Pumpkin Cookies Are All Treat And No Trick
Since we have an extra week in October as we did in August, we’re doing another bonus recipe. The first was the simple but inimitable Tomato Tart from Fore Street Grill in Portland Maine. Today we give you one of the most sought-after recipes from our Cuisinette files: Joy’s Pumpkin Cookies via our star baking Cuisinette, Stephanie Gorenflo. Stephanie trained in the professional pastry program at the now defunct L’Academie de Cuisine. (We other mortal Cuisinettes were sure a baking angel had sent her to us). When she drove in from Mount Airy Maryland to work at La Cuisine, she often had something delicious for us to eat — always of the non-salad variety.
Why This Is My Husband’s Favorite Cookie
One of Stephanie’s heaven-sent treats was her Pumpkin Cookie recipe, which came from her good friend, Joy.
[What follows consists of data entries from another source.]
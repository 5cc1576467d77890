//! Generated-file artifact for converting hosts.
use anyhow::{Context as _, Result};
use std::path::PathBuf;

use super::helpers::{ensure_parent_dir, remove_entry, sha256_hex};
use super::{ArtifactState, Materialize};

/// A file at `path` that must hold exactly `content`.
#[derive(Debug, Clone)]
pub struct FileArtifact {
    /// Destination under the install root.
    pub path: PathBuf,
    /// Expected content.
    pub content: String,
}

impl FileArtifact {
    /// Create a new file artifact.
    #[must_use]
    pub const fn new(path: PathBuf, content: String) -> Self {
        Self { path, content }
    }

    /// Sibling staging path on the same filesystem.  It keeps the artifact's
    /// prefixed name, so a leftover from a killed run is an orphan that the
    /// next run removes.
    fn staging_path(&self) -> PathBuf {
        let name = self
            .path
            .file_name()
            .map_or_else(String::new, |n| n.to_string_lossy().into_owned());
        self.path.with_file_name(format!("{name}.kitt_tmp"))
    }
}

impl Materialize for FileArtifact {
    fn description(&self) -> String {
        self.path.display().to_string()
    }

    fn current_state(&self) -> Result<ArtifactState> {
        let Ok(meta) = std::fs::symlink_metadata(&self.path) else {
            return Ok(ArtifactState::Missing);
        };
        if meta.is_symlink() {
            return Ok(ArtifactState::Incorrect {
                current: "a symlink".to_string(),
            });
        }
        if meta.is_dir() {
            return Ok(ArtifactState::Incorrect {
                current: "a directory".to_string(),
            });
        }

        let existing = std::fs::read(&self.path)
            .with_context(|| format!("reading {}", self.path.display()))?;
        let current = sha256_hex(&existing);
        if current == sha256_hex(self.content.as_bytes()) {
            Ok(ArtifactState::Correct)
        } else {
            Ok(ArtifactState::Incorrect {
                current: format!("sha256 {current}"),
            })
        }
    }

    fn apply(&self) -> Result<()> {
        ensure_parent_dir(&self.path)?;

        // Stage then rename so a failed write never leaves a truncated file.
        let tmp = self.staging_path();
        std::fs::write(&tmp, &self.content)
            .with_context(|| format!("writing {}", tmp.display()))?;

        let cleanup = || {
            let _ = std::fs::remove_file(&tmp);
        };

        if std::fs::symlink_metadata(&self.path).is_ok_and(|m| m.is_dir() || m.is_symlink())
            && let Err(e) = remove_entry(&self.path)
        {
            cleanup();
            return Err(e);
        }
        if let Err(e) = std::fs::rename(&tmp, &self.path) {
            cleanup();
            return Err(e).with_context(|| {
                format!("rename {} to {}", tmp.display(), self.path.display())
            });
        }
        Ok(())
    }
}
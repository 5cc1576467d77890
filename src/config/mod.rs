//! Installer configuration: namespace prefix and per-host install roots.
//!
//! Everything here has a default, so the config file is optional.  The file
//! lives at `<source>/kitt.toml` unless `--config` points elsewhere:
//!
//! ```toml
//! namespace = "kitt-"
//!
//! [hosts.gemini]
//! install_root = "/home/me/.gemini"
//!
//! [hosts.copilot]
//! enabled = false
//! ```
pub mod toml_loader;

use anyhow::{Context as _, Result};
use serde::Deserialize;
use std::collections::BTreeMap;
use std::path::{Path, PathBuf};

use crate::error::ConfigError;
use crate::matrix::{HostId, HostTarget};

/// Default config file name inside the source tree.
pub const CONFIG_FILE: &str = "kitt.toml";

/// Prefix shared by every installed artifact when none is configured.
pub const DEFAULT_NAMESPACE: &str = "kitt-";

/// The shared namespace prefix.
///
/// Resource names must start with it, and the installer only ever removes or
/// overwrites install-root entries that start with it.  It is passed to the
/// store and the installer explicitly so tests can use other prefixes.
#[derive(Debug, Clone, PartialEq, Eq)]
pub struct Namespace(String);

impl Namespace {
    /// Validate and wrap a prefix.
    ///
    /// # Errors
    ///
    /// Returns [`ConfigError::InvalidNamespace`] if `prefix` is empty or
    /// contains anything other than lowercase ASCII letters, digits and `-`.
    pub fn new(prefix: &str) -> Result<Self, ConfigError> {
        let valid = !prefix.is_empty()
            && prefix
                .chars()
                .all(|c| c.is_ascii_lowercase() || c.is_ascii_digit() || c == '-')
            && !prefix.starts_with('-');
        if valid {
            Ok(Self(prefix.to_string()))
        } else {
            Err(ConfigError::InvalidNamespace(prefix.to_string()))
        }
    }

    /// The raw prefix.
    #[must_use]
    pub fn prefix(&self) -> &str {
        &self.0
    }

    /// Whether `name` belongs to this namespace (prefix plus at least one
    /// more character).
    #[must_use]
    pub fn owns(&self, name: &str) -> bool {
        name.len() > self.0.len() && name.starts_with(&self.0)
    }
}

impl Default for Namespace {
    fn default() -> Self {
        Self(DEFAULT_NAMESPACE.to_string())
    }
}

/// Per-host overrides from the config file.
#[derive(Debug, Clone, Default, Deserialize)]
#[serde(default, deny_unknown_fields)]
pub struct HostOverride {
    /// Replace the default `~/.<host>` install root.
    pub install_root: Option<PathBuf>,
    /// Set to `false` to never install for this host.
    pub enabled: Option<bool>,
}

/// On-disk shape of `kitt.toml`.
#[derive(Debug, Default, Deserialize)]
#[serde(default, deny_unknown_fields)]
struct ConfigFile {
    namespace: Option<String>,
    hosts: BTreeMap<String, HostOverride>,
}

/// Resolved configuration.
#[derive(Debug)]
pub struct Config {
    /// Root of the canonical resource tree.
    pub source_root: PathBuf,
    /// Shared namespace prefix.
    pub namespace: Namespace,
    /// Host overrides keyed by host.
    pub hosts: BTreeMap<HostId, HostOverride>,
}

impl Config {
    /// Load configuration for the resource tree at `source_root`.
    ///
    /// Reads `config_path` if given, otherwise `<source_root>/kitt.toml`.
    /// A missing file yields the defaults.
    ///
    /// # Errors
    ///
    /// Returns an error if the file cannot be parsed, names an unknown host,
    /// or sets an invalid namespace.
    pub fn load(source_root: &Path, config_path: Option<&Path>) -> Result<Self> {
        let path = config_path.map_or_else(|| source_root.join(CONFIG_FILE), Path::to_path_buf);
        let file: ConfigFile = toml_loader::load_config(&path)
            .with_context(|| format!("loading {}", path.display()))?;

        let namespace = match file.namespace {
            Some(prefix) => Namespace::new(&prefix)?,
            None => Namespace::default(),
        };

        let mut hosts = BTreeMap::new();
        for (key, host) in file.hosts {
            let id = key
                .parse::<HostId>()
                .map_err(|_| ConfigError::UnknownHost(key.clone()))?;
            hosts.insert(id, host);
        }

        Ok(Self {
            source_root: source_root.to_path_buf(),
            namespace,
            hosts,
        })
    }

    /// Resolve the install targets for the enabled hosts, in [`HostId::ALL`]
    /// order.  Hosts without an explicit `install_root` install below `home`.
    #[must_use]
    pub fn targets(&self, home: &Path) -> Vec<HostTarget> {
        HostId::ALL
            .into_iter()
            .filter_map(|id| {
                let host = self.hosts.get(&id);
                if host.and_then(|h| h.enabled) == Some(false) {
                    return None;
                }
                let root = host
                    .and_then(|h| h.install_root.clone())
                    .unwrap_or_else(|| home.join(id.profile().home_subdir));
                Some(HostTarget::new(id, root))
            })
            .collect()
    }
}

/// The user's home directory (`USERPROFILE` first on Windows, `HOME`
/// elsewhere).
///
/// # Errors
///
/// Returns [`ConfigError::NoHome`] if neither variable is set.
pub fn home_dir() -> Result<PathBuf, ConfigError> {
    let home = if cfg!(target_os = "windows") {
        std::env::var("USERPROFILE").or_else(|_| std::env::var("HOME"))
    } else {
        std::env::var("HOME")
    };
    home.map(PathBuf::from).map_err(|_| ConfigError::NoHome)
}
Stephanie and Joy have been baking besties for years. Tradition had it that Stephanie would bring trays loaded with this special cookie to La Cuisine once a year, or maybe even two crops from the end of October through Thanksgiving. Then she would go into her Christmas Cookie Mode, which always was delicious, but pumpkin cookies would never be on the tray. If you came to our Saturday Tastings when Stephanie was working, and it was one of those two months in the Fall, we would always include these cookies with the star ingredients from our shop – India Tree Caster and Light Muscovado Sugar, Heckers Flour, Nielsen Massey Vanilla Paste. Even when the shop closed and I was developing my plans for sharing our accumulated knowledge of almost half a century, I received plaintive emails requesting that Joy’s Pumpkin Cookies be rescued from La Cuisine’s recipe archives. There are several versions of this cookie wandering around the ether of Pinterest, but in our minds Joy’s version is the best, not only for technique but also for the ingredients….they matter too.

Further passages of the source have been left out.